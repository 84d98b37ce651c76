//! Reply Values and Their Wire Encoding
//!
//! Every reply the server sends is one of five RESP shapes, each introduced
//! by a one-byte prefix and terminated by CRLF:
//!
//! | Shape         | Example                      |
//! |---------------|------------------------------|
//! | Simple string | `+OK\r\n`                    |
//! | Error         | `-ERR no such key\r\n`       |
//! | Integer       | `:42\r\n`                    |
//! | Bulk string   | `$3\r\nbar\r\n`              |
//! | Null bulk     | `$-1\r\n`                    |
//! | Array         | `*2\r\n$1\r\na\r\n$1\r\nb\r\n` |

use bytes::Bytes;

/// The CRLF terminator used in RESP protocol
pub const CRLF: &[u8] = b"\r\n";

/// RESP protocol type prefixes
pub mod prefix {
    pub const SIMPLE_STRING: u8 = b'+';
    pub const ERROR: u8 = b'-';
    pub const INTEGER: u8 = b':';
    pub const BULK_STRING: u8 = b'$';
    pub const ARRAY: u8 = b'*';
}

/// A reply produced by the command dispatcher.
#[derive(Debug, Clone, PartialEq, Eq)]
pub enum RespValue {
    /// `+<string>\r\n`; must not contain CR or LF.
    SimpleString(String),

    /// `-<message>\r\n`
    Error(String),

    /// `:<integer>\r\n`
    Integer(i64),

    /// `$<length>\r\n<data>\r\n`, binary safe.
    BulkString(Bytes),

    /// The null bulk string, `$-1\r\n`.
    Null,

    /// `*<count>\r\n` followed by each element's encoding.
    Array(Vec<RespValue>),
}

impl RespValue {
    pub fn simple_string(s: impl Into<String>) -> Self {
        RespValue::SimpleString(s.into())
    }

    pub fn error(s: impl Into<String>) -> Self {
        RespValue::Error(s.into())
    }

    pub fn integer(n: i64) -> Self {
        RespValue::Integer(n)
    }

    pub fn bulk_string(data: impl Into<Bytes>) -> Self {
        RespValue::BulkString(data.into())
    }

    /// Bulk string when present, null bulk otherwise.
    pub fn optional_bulk(data: Option<Bytes>) -> Self {
        match data {
            Some(data) => RespValue::BulkString(data),
            None => RespValue::Null,
        }
    }

    pub fn null() -> Self {
        RespValue::Null
    }

    pub fn array(values: Vec<RespValue>) -> Self {
        RespValue::Array(values)
    }

    /// An array of bulk strings.
    pub fn bulk_array(items: impl IntoIterator<Item = Bytes>) -> Self {
        RespValue::Array(items.into_iter().map(RespValue::BulkString).collect())
    }

    pub fn ok() -> Self {
        RespValue::SimpleString("OK".to_string())
    }

    pub fn pong() -> Self {
        RespValue::SimpleString("PONG".to_string())
    }

    /// Encodes the reply into a fresh buffer.
    pub fn serialize(&self) -> Vec<u8> {
        let mut buf = Vec::new();
        self.serialize_into(&mut buf);
        buf
    }

    /// Appends the encoded reply to `buf`.
    pub fn serialize_into(&self, buf: &mut Vec<u8>) {
        match self {
            RespValue::SimpleString(s) => write_text(buf, prefix::SIMPLE_STRING, s),
            RespValue::Error(s) => write_text(buf, prefix::ERROR, s),
            RespValue::Integer(n) => write_line(buf, prefix::INTEGER, n.to_string().as_bytes()),
            RespValue::BulkString(data) => {
                write_line(buf, prefix::BULK_STRING, data.len().to_string().as_bytes());
                buf.extend_from_slice(data);
                buf.extend_from_slice(CRLF);
            }
            RespValue::Null => write_line(buf, prefix::BULK_STRING, b"-1"),
            RespValue::Array(values) => {
                write_line(buf, prefix::ARRAY, values.len().to_string().as_bytes());
                for value in values {
                    value.serialize_into(buf);
                }
            }
        }
    }

    pub fn is_error(&self) -> bool {
        matches!(self, RespValue::Error(_))
    }
}

/// Writes a one-line payload, replacing CR and LF with spaces so client
/// text echoed into a reply cannot end it early.
fn write_text(buf: &mut Vec<u8>, prefix: u8, text: &str) {
    buf.push(prefix);
    buf.extend(text.bytes().map(|b| match b {
        b'\r' | b'\n' => b' ',
        other => other,
    }));
    buf.extend_from_slice(CRLF);
}

#[inline]
fn write_line(buf: &mut Vec<u8>, prefix: u8, payload: &[u8]) {
    buf.push(prefix);
    buf.extend_from_slice(payload);
    buf.extend_from_slice(CRLF);
}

==============================

All of the records go in your answer, copied exactly.

- Task result -
repository 84d98b37ce651c76
//! Reply Values and Their Wire Encoding
//!
//! Every reply the server sends is one of five RESP shapes, each introduced
//! by a one-byte prefix and terminated by CRLF:
//!
//! | Shape         | Example                      |
//! |---------------|------------------------------|
//! | Simple string | `+OK\r\n`                    |
//! | Error         | `-ERR no such key\r\n`       |
//! | Integer       | `:42\r\n`                    |
//! | Bulk string   | `$3\r\nbar\r\n`              |
//! | Null bulk     | `$-1\r\n`                    |
//! | Array         | `*2\r\n$1\r\na\r\n$1\r\nb\r\n` |

use bytes::Bytes;

/// The CRLF terminator used in RESP protocol
pub const CRLF: &[u8] = b"\r\n";

/// RESP protocol type prefixes
pub mod prefix {
    pub const SIMPLE_STRING: u8 = b'+';
    pub const ERROR: u8 = b'-';
    pub const INTEGER: u8 = b':';
    pub const BULK_STRING: u8 = b'$';
    pub const ARRAY: u8 = b'*';
}

/// A reply produced by the command dispatcher.
#[derive(Debug, Clone, PartialEq, Eq)]
pub enum RespValue {
    /// `+<string>\r\n`; must not contain CR or LF.
    SimpleString(String),

    /// `-<message>\r\n`
    Error(String),

    /// `:<integer>\r\n`
    Integer(i64),

    /// `$<length>\r\n<data>\r\n`, binary safe.
    BulkString(Bytes),

    /// The null bulk string, `$-1\r\n`.
    Null,

    /// `*<count>\r\n` followed by each element's encoding.
    Array(Vec<RespValue>),
}

impl RespValue {
    pub fn simple_string(s: impl Into<String>) -> Self {
        RespValue::SimpleString(s.into())
    }

    pub fn error(s: impl Into<String>) -> Self {
        RespValue::Error(s.into())
    }

    pub fn integer(n: i64) -> Self {
        RespValue::Integer(n)
    }

    pub fn bulk_string(data: impl Into<Bytes>) -> Self {
        RespValue::BulkString(data.into())
    }

    /// Bulk string when present, null bulk otherwise.
    pub fn optional_bulk(data: Option<Bytes>) -> Self {
        match data {
            Some(data) => RespValue::BulkString(data),
            None => RespValue::Null,
        }
    }

    pub fn null() -> Self {
        RespValue::Null
    }

    pub fn array(values: Vec<RespValue>) -> Self {
        RespValue::Array(values)
    }

    /// An array of bulk strings.
    pub fn bulk_array(items: impl IntoIterator<Item = Bytes>) -> Self {
        RespValue::Array(items.into_iter().map(RespValue::BulkString).collect())
    }

    pub fn ok() -> Self {
        RespValue::SimpleString("OK".to_string())
    }

    pub fn pong() -> Self {
        RespValue::SimpleString("PONG".to_string())
    }

    /// Encodes the reply into a fresh buffer.
    pub fn serialize(&self) -> Vec<u8> {
        let mut buf = Vec::new();
        self.serialize_into(&mut buf);
        buf
    }

    /// Appends the encoded reply to `buf`.
    pub fn serialize_into(&self, buf: &mut Vec<u8>) {
        match self {
            RespValue::SimpleString(s) => write_text(buf, prefix::SIMPLE_STRING, s),
            RespValue::Error(s) => write_text(buf, prefix::ERROR, s),
            RespValue::Integer(n) => write_line(buf, prefix::INTEGER, n.to_string().as_bytes()),
            RespValue::BulkString(data) => {
                write_line(buf, prefix::BULK_STRING, data.len().to_string().as_bytes());
                buf.extend_from_slice(data);
                buf.extend_from_slice(CRLF);
            }
            RespValue::Null => write_line(buf, prefix::BULK_STRING, b"-1"),
            RespValue::Array(values) => {
                write_line(buf, prefix::ARRAY, values.len().to_string().as_bytes());
                for value in values {
                    value.serialize_into(buf);
                }
            }
        }
    }

    pub fn is_error(&self) -> bool {
        matches!(self, RespValue::Error(_))
    }
}

/// Writes a one-line payload, replacing CR and LF with spaces so client
/// text echoed into a reply cannot end it early.
fn write_text(buf: &mut Vec<u8>, prefix: u8, text: &str) {
    buf.push(prefix);
    buf.extend(text.bytes().map(|b| match b {
        b'\r' | b'\n' => b' ',
        other => other,
    }));
    buf.extend_from_slice(CRLF);
}

#[inline]
fn write_line(buf: &mut Vec<u8>, prefix: u8, payload: &[u8]) {
    buf.push(prefix);
    buf.extend_from_slice(payload);
    buf.extend_from_slice(CRLF);
}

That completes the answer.